***** EXERCISE INPUTS *****

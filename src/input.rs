//! Hand-tracking input adapter
//!
//! The CV pipeline (MediaPipe on the JS side) reports a normalized palm
//! position whenever a hand is detected - which can be zero times per
//! rendered frame. The adapter keeps the last known sample so the sim always
//! has something to aim with, and flags whether the current sample is live
//! or carried over.

use glam::Vec2;

#[derive(Debug, Clone, Default)]
pub struct HandTracker {
    last: Option<Vec2>,
    fresh: bool,
}

impl HandTracker {
    pub fn new() -> Self {
        Self::default()
    }

    /// Record a palm sample. Coordinates outside [-1, 1] (detector jitter at
    /// the frame edge) are clamped.
    pub fn submit(&mut self, x: f32, y: f32) {
        self.last = Some(Vec2::new(x.clamp(-1.0, 1.0), y.clamp(-1.0, 1.0)));
        self.fresh = true;
    }

    /// The sample to aim with this frame: the live one if a hand was seen
    /// since the last call, otherwise the last known position. `None` only
    /// before the first detection ever.
    pub fn sample(&mut self) -> Option<Vec2> {
        self.fresh = false;
        self.last
    }

    /// Whether an unconsumed live sample is pending
    pub fn is_tracking(&self) -> bool {
        self.fresh
    }
}

#[cfg(test)]
mod tests {
    use super::*;

    #[test]
    fn test_no_signal_before_first_detection() {
        let mut tracker = HandTracker::new();
        assert_eq!(tracker.sample(), None);
    }

    #[test]
    fn test_sample_clamped_to_unit_square() {
        let mut tracker = HandTracker::new();
        tracker.submit(1.7, -2.3);
        assert_eq!(tracker.sample(), Some(Vec2::new(1.0, -1.0)));
    }

    #[test]
    fn test_last_known_sample_carries_when_tracking_drops() {
        let mut tracker = HandTracker::new();
        tracker.submit(0.4, 0.2);
        assert!(tracker.is_tracking());
        assert_eq!(tracker.sample(), Some(Vec2::new(0.4, 0.2)));

        // No detection this frame: stale but usable
        assert!(!tracker.is_tracking());
        assert_eq!(tracker.sample(), Some(Vec2::new(0.4, 0.2)));
    }
}
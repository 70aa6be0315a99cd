//! Fixed timestep simulation tick
//!
//! Core game loop that advances simulation deterministically: spawn and fire
//! cadences, entity movement, hit resolution, and the pause state machine.

use glam::Vec2;

use super::collision::resolve_hits;
use super::state::{GamePhase, GameState};
use crate::consts::*;

/// Input commands for a single tick (deterministic)
#[derive(Debug, Clone, Default)]
pub struct TickInput {
    /// Normalized palm position from the hand tracker, if one was detected.
    /// `None` keeps aiming from the last known sample.
    pub hand: Option<Vec2>,
    /// Pause toggle (edge-triggered, one per keypress)
    pub pause: bool,
}

/// Advance the game state by one fixed timestep
pub fn tick(state: &mut GameState, input: &TickInput, dt: f32) {
    // Handle pause toggle
    if input.pause {
        match state.phase {
            GamePhase::Running => {
                state.frozen_hand = Some(state.last_hand);
                state.phase = GamePhase::Paused;
                return;
            }
            GamePhase::Paused => {
                state.frozen_hand = None;
                // Restart the spawn interval from zero so resuming never
                // double-fires a pending spawn
                state.spawn_clock = 0.0;
                state.phase = GamePhase::Running;
            }
        }
    }

    // Everything freezes while paused; the renderer keeps drawing the pose
    if state.phase == GamePhase::Paused {
        return;
    }

    state.time_ticks += 1;

    // Input adapter: a live sample wins, otherwise the last known one carries
    if let Some(hand) = input.hand {
        state.last_hand = hand.clamp(Vec2::splat(-1.0), Vec2::ONE);
    }
    state.turret.track(state.last_hand);

    // Spawn cadence
    state.spawn_clock += dt;
    while state.spawn_clock >= SPAWN_INTERVAL {
        state.spawn_clock -= SPAWN_INTERVAL;
        state.spawn_asteroid();
    }

    // Fire cadence, independent of input change
    state.fire_clock += dt;
    while state.fire_clock >= FIRE_INTERVAL {
        state.fire_clock -= FIRE_INTERVAL;
        state.fire_projectile();
    }

    // Advance entities
    for asteroid in &mut state.asteroids {
        asteroid.advance(dt);
    }
    for projectile in &mut state.projectiles {
        projectile.advance(dt);
    }

    // Resolve hits over this frame's entity collections, then apply removals.
    // Events reference entities by id, so removal order cannot alias.
    let hits = resolve_hits(&state.projectiles, &state.asteroids, dt);
    for hit in &hits {
        state.projectiles.retain(|p| p.id != hit.projectile_id);
        state.asteroids.retain(|a| a.id != hit.asteroid_id);
        state.score += u64::from(HIT_SCORE);
        state.spawn_hit_effects(hit.point);
    }

    // Cull entities that left the scene
    state.asteroids.retain(|a| !a.past_camera());
    state.projectiles.retain(|p| !p.out_of_range());

    // Age transient effects
    for explosion in &mut state.explosions {
        explosion.advance(dt);
    }
    state.explosions.retain(|e| !e.expired());

    for label in &mut state.labels {
        label.advance(dt);
    }
    state.labels.retain(|l| !l.expired());

    for particle in &mut state.particles {
        particle.pos += particle.vel * dt;
        particle.life -= dt / EFFECT_DURATION;
    }
    state.particles.retain(|p| p.life > 0.0);
}
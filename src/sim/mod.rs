//! Deterministic simulation module
//!
//! All gameplay logic lives here. This module must be pure and deterministic:
//! - Fixed timestep only
//! - Seeded RNG only
//! - Stable iteration order (by entity ID)
//! - No rendering or platform dependencies

pub mod collision;
pub mod state;
pub mod tick;

pub use collision::{HitEvent, ray_sphere, resolve_hits};
pub use state::{
    Asteroid, Explosion, GamePhase, GameState, Particle, Projectile, ScoreLabel, Turret,
    MAX_PARTICLES,
};
pub use tick::{TickInput, tick};
////////////////////////////////////////////////////////////////////////////////
// Tests
////////////////////////////////////////////////////////////////////////////////
#[cfg(test)]
mod tests {
    use rstest::rstest;

    use super::*;

    #[rstest]
    fn test_new_state_is_idle() {
        let state = RetryState::new(3);
        assert!(!state.is_loading);
        assert!(!state.is_retrying);
        assert_eq!(state.attempt, 0);
        assert_eq!(state.max_attempts, 3);
        assert_eq!(state.next_delay_ms, None);
        assert_eq!(state.error, None);
        assert!(!state.can_retry());
    }

    #[rstest]
    #[case(None, 1, 3, false)] // no error
    #[case(Some("boom".to_string()), 1, 3, true)] // early terminal failure
    #[case(Some("boom".to_string()), 3, 3, false)] // exhausted
    fn test_can_retry(
        #[case] error: Option<String>,
        #[case] attempt: u32,
        #[case] max_attempts: u32,
        #[case] expected: bool,
    ) {
        let state = RetryState {
            error,
            attempt,
            ..RetryState::new(max_attempts)
        };
        assert_eq!(state.can_retry(), expected);
    }

    #[rstest]
    fn test_display_states() {
        let idle = RetryState::new(3);
        assert_eq!(idle.to_string(), "idle");

        let first_attempt = RetryState {
            is_loading: true,
            ..RetryState::new(3)
        };
        assert_eq!(first_attempt.to_string(), "attempt 1/3 in flight");

        let sleeping = RetryState {
            is_loading: true,
            is_retrying: true,
            attempt: 1,
            next_delay_ms: Some(1_500),
            ..RetryState::new(3)
        };
        assert_eq!(sleeping.to_string(), "retrying in 1.5s (attempt 1/3)");

        let retry_in_flight = RetryState {
            is_loading: true,
            is_retrying: true,
            attempt: 1,
            ..RetryState::new(3)
        };
        assert_eq!(retry_in_flight.to_string(), "attempt 2/3 in flight");

        let failed = RetryState {
            attempt: 3,
            error: Some("connection refused".to_string()),
            ..RetryState::new(3)
        };
        assert_eq!(
            failed.to_string(),
            "failed after 3/3 attempts: connection refused"
        );
    }

    #[rstest]
    fn test_begin_stages_loading_state() {
        let store = RetryStateStore::new(3);
        let generation = store.begin();

        assert_eq!(generation, 1);
        let state = store.snapshot();
        assert!(state.is_loading);
        assert!(!state.is_retrying);
        assert_eq!(state.attempt, 0);
        assert_eq!(state.error, None);
    }

    #[rstest]
    fn test_apply_sequence_through_success() {
        let store = RetryStateStore::new(3);
        let generation = store.begin();

        store.apply_retry_start(generation, 1, Duration::from_millis(100));
        let state = store.snapshot();
        assert!(state.is_retrying);
        assert_eq!(state.attempt, 1);
        assert_eq!(state.next_delay_ms, Some(100));

        store.apply_attempt_begin(generation);
        let state = store.snapshot();
        assert!(state.is_retrying);
        assert_eq!(state.next_delay_ms, None);

        store.apply_complete(generation);
        assert_eq!(store.snapshot(), RetryState::new(3));
    }

    #[rstest]
    fn test_apply_failed_records_error() {
        let store = RetryStateStore::new(3);
        let generation = store.begin();

        store.apply_failed(generation, 3, "connection refused".to_string());
        let state = store.snapshot();
        assert!(!state.is_loading);
        assert!(!state.is_retrying);
        assert_eq!(state.attempt, 3);
        assert_eq!(state.error.as_deref(), Some("connection refused"));
        assert!(!state.can_retry());
    }

    #[rstest]
    fn test_stale_generation_is_dropped() {
        let store = RetryStateStore::new(3);
        let generation = store.begin();
        store.reset();

        store.apply_retry_start(generation, 1, Duration::from_millis(100));
        store.apply_failed(generation, 2, "stale".to_string());

        assert_eq!(store.snapshot(), RetryState::new(3));
    }

    #[rstest]
    fn test_newer_run_supersedes_older() {
        let store = RetryStateStore::new(3);
        let first = store.begin();
        let second = store.begin();

        store.apply_failed(first, 2, "from the old run".to_string());
        assert_eq!(store.snapshot().error, None);

        store.apply_retry_start(second, 1, Duration::from_millis(50));
        assert_eq!(store.snapshot().attempt, 1);
    }

    #[rstest]
    fn test_reset_restores_idle_state() {
        let store = RetryStateStore::new(3);
        let generation = store.begin();
        store.apply_failed(generation, 3, "boom".to_string());

        store.reset();
        assert_eq!(store.snapshot(), RetryState::new(3));
    }

    #[rstest]
    fn test_channel_state_handler_receives_snapshots() {
        let (handler, mut rx) = channel_state_handler();
        let store = RetryStateStore::new(3).with_on_change(handler);

        let generation = store.begin();
        store.apply_retry_start(generation, 1, Duration::from_millis(100));
        store.apply_complete(generation);

        let staged = rx.try_recv().unwrap();
        assert!(staged.is_loading);

        let retrying = rx.try_recv().unwrap();
        assert!(retrying.is_retrying);
        assert_eq!(retrying.next_delay_ms, Some(100));

        let completed = rx.try_recv().unwrap();
        assert_eq!(completed, RetryState::new(3));

        assert!(rx.try_recv().is_err());
    }

    #[rstest]
    fn test_stale_mutation_does_not_notify() {
        let (handler, mut rx) = channel_state_handler();
        let store = RetryStateStore::new(3).with_on_change(handler);

        let generation = store.begin();
        store.reset();
        store.apply_failed(generation, 1, "stale".to_string());

        let _ = rx.try_recv().unwrap(); // begin
        let _ = rx.try_recv().unwrap(); // reset
        assert!(rx.try_recv().is_err());
    }

    #[rstest]
    fn test_concurrent_reset_delivers_idle_last() {
        // A slow handler widens the window between applying a change and
        // delivering it; the delivered sequence must still end on the state
        // the store settled on
        for _ in 0..20 {
            let delivered = Arc::new(Mutex::new(Vec::new()));
            let sink = Arc::clone(&delivered);
            let handler: StateHandler = Arc::new(move |state: RetryState| {
                std::thread::sleep(Duration::from_micros(100));
                sink.lock().unwrap().push(state);
            });
            let store = RetryStateStore::new(3).with_on_change(handler);
            let generation = store.begin();

            let racing = {
                let store = store.clone();
                std::thread::spawn(move || {
                    store.apply_retry_start(generation, 1, Duration::from_millis(50));
                })
            };
            store.reset();
            racing.join().unwrap();

            let settled = store.snapshot();
            assert_eq!(settled, RetryState::new(3));
            let delivered = delivered.lock().unwrap();
            assert_eq!(delivered.last(), Some(&settled));
        }
    }

    #[rstest]
    fn test_clones_share_state() {
        let store = RetryStateStore::new(3);
        let clone = store.clone();

        let generation = store.begin();
        store.apply_retry_start(generation, 1, Duration::from_millis(25));

        assert_eq!(clone.snapshot().attempt, 1);
        assert_eq!(clone.generation(), store.generation());
    }
}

*****

INSTRUCTIONS FOR THE TASK:
For an answer, give a copy of every line in the listing that holds the word "collision".

OUTPUT:
use super::collision::resolve_hits;
pub mod collision;
pub use collision::{HitEvent, ray_sphere, resolve_hits};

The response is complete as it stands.